→ **What you are asked to do**: Pull every line with "struct" from the entries below.
___ Material for the task ___
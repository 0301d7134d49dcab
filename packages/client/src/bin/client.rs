//! Terminal client for the onair relay.
//!
//! Connects as an overlay to watch widget events, or as a controller to send
//! commands from a prompt. Automatically reconnects on disconnection (max 5
//! attempts with 5 second interval); a rejected token exits immediately.
//!
//! Run with:
//! ```not_rust
//! cargo run --bin onair-client -- --role overlay
//! cargo run --bin onair-client -- --role control --token secret
//! ```

use clap::Parser;
use onair_client::{Role, run_client};
use onair_shared::logger::setup_logger;

#[derive(Parser, Debug)]
#[command(name = "onair-client")]
#[command(about = "Terminal client for the onair broadcast relay", long_about = None)]
struct Args {
    /// Relay base URL (the role's path is appended)
    #[arg(short = 'u', long, default_value = "ws://127.0.0.1:8080")]
    url: String,

    /// Connect as an overlay (watch) or a controller (send commands)
    #[arg(short = 'r', long, value_enum, default_value = "overlay")]
    role: Role,

    /// Admin token attached to every command
    #[arg(short = 't', long, env = "ADMIN_TOKEN", hide_env_values = true)]
    token: Option<String>,
}

#[tokio::main]
async fn main() {
    // Initialize tracing
    setup_logger(env!("CARGO_BIN_NAME"), "info");

    let args = Args::parse();

    if let Err(e) = run_client(args.url, args.role, args.token).await {
        tracing::error!("Client error: {}", e);
        std::process::exit(1);
    }
}
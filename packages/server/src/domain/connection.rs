//! Connection identity, partitions and the registry of live connections.

use std::{collections::HashMap, fmt};

use serde::Serialize;
use uuid::Uuid;

/// Opaque per-connection identity.
#[derive(Debug, Clone, Copy, PartialEq, Eq, Hash, Serialize)]
pub struct ConnectionId(Uuid);

impl ConnectionId {
    pub fn generate() -> Self {
        Self(Uuid::new_v4())
    }
}

impl fmt::Display for ConnectionId {
    fn fmt(&self, f: &mut fmt::Formatter<'_>) -> fmt::Result {
        write!(f, "{}", self.0.simple())
    }
}

/// The two disjoint connection classes.
#[derive(Debug, Clone, Copy, PartialEq, Eq, Hash, Serialize)]
#[serde(rename_all = "lowercase")]
pub enum Partition {
    /// Read-mostly renderers captured by the streaming tool.
    Overlays,
    /// Operator dashboards allowed to mutate widget state.
    Controllers,
}

impl Partition {
    /// Classify an upgrade request by its request target (path and query).
    ///
    /// Any target containing `control` (case-sensitive) is a controller, so
    /// `/overlay-control-room` is one too. This is a plain substring test, not
    /// a route match.
    pub fn classify(request_target: &str) -> Self {
        if request_target.contains("control") {
            Partition::Controllers
        } else {
            Partition::Overlays
        }
    }

    pub fn as_str(&self) -> &'static str {
        match self {
            Partition::Overlays => "overlay",
            Partition::Controllers => "controller",
        }
    }
}

impl fmt::Display for Partition {
    fn fmt(&self, f: &mut fmt::Formatter<'_>) -> fmt::Result {
        f.write_str(self.as_str())
    }
}

/// Two keyed sets of live connections.
///
/// `T` is whatever handle the transport uses to reach a connection.
#[derive(Debug)]
pub struct ConnectionRegistry<T> {
    overlays: HashMap<ConnectionId, T>,
    controllers: HashMap<ConnectionId, T>,
}

impl<T> Default for ConnectionRegistry<T> {
    fn default() -> Self {
        Self {
            overlays: HashMap::new(),
            controllers: HashMap::new(),
        }
    }
}

impl<T> ConnectionRegistry<T> {
    pub fn new() -> Self {
        Self::default()
    }

    fn partition(&self, partition: Partition) -> &HashMap<ConnectionId, T> {
        match partition {
            Partition::Overlays => &self.overlays,
            Partition::Controllers => &self.controllers,
        }
    }

    fn partition_mut(&mut self, partition: Partition) -> &mut HashMap<ConnectionId, T> {
        match partition {
            Partition::Overlays => &mut self.overlays,
            Partition::Controllers => &mut self.controllers,
        }
    }

    /// Insert a connection. Re-inserting the same id replaces its handle.
    pub fn add(&mut self, partition: Partition, id: ConnectionId, handle: T) {
        self.partition_mut(partition).insert(id, handle);
    }

    /// Remove a connection; returns its handle if it was present.
    pub fn remove(&mut self, partition: Partition, id: &ConnectionId) -> Option<T> {
        self.partition_mut(partition).remove(id)
    }

    pub fn size_of(&self, partition: Partition) -> usize {
        self.partition(partition).len()
    }

    /// Look a connection up in either partition.
    pub fn get(&self, id: &ConnectionId) -> Option<&T> {
        self.overlays.get(id).or_else(|| self.controllers.get(id))
    }

    pub fn iter(&self, partition: Partition) -> impl Iterator<Item = (&ConnectionId, &T)> {
        self.partition(partition).iter()
    }

    /// Empty both partitions, returning how many connections were dropped.
    pub fn clear(&mut self) -> usize {
        let dropped = self.overlays.len() + self.controllers.len();
        self.overlays.clear();
        self.controllers.clear();
        dropped
    }
}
___
→ **Problem solution**:
struct Args {
pub struct ConnectionId(Uuid);
pub struct ConnectionRegistry<T> {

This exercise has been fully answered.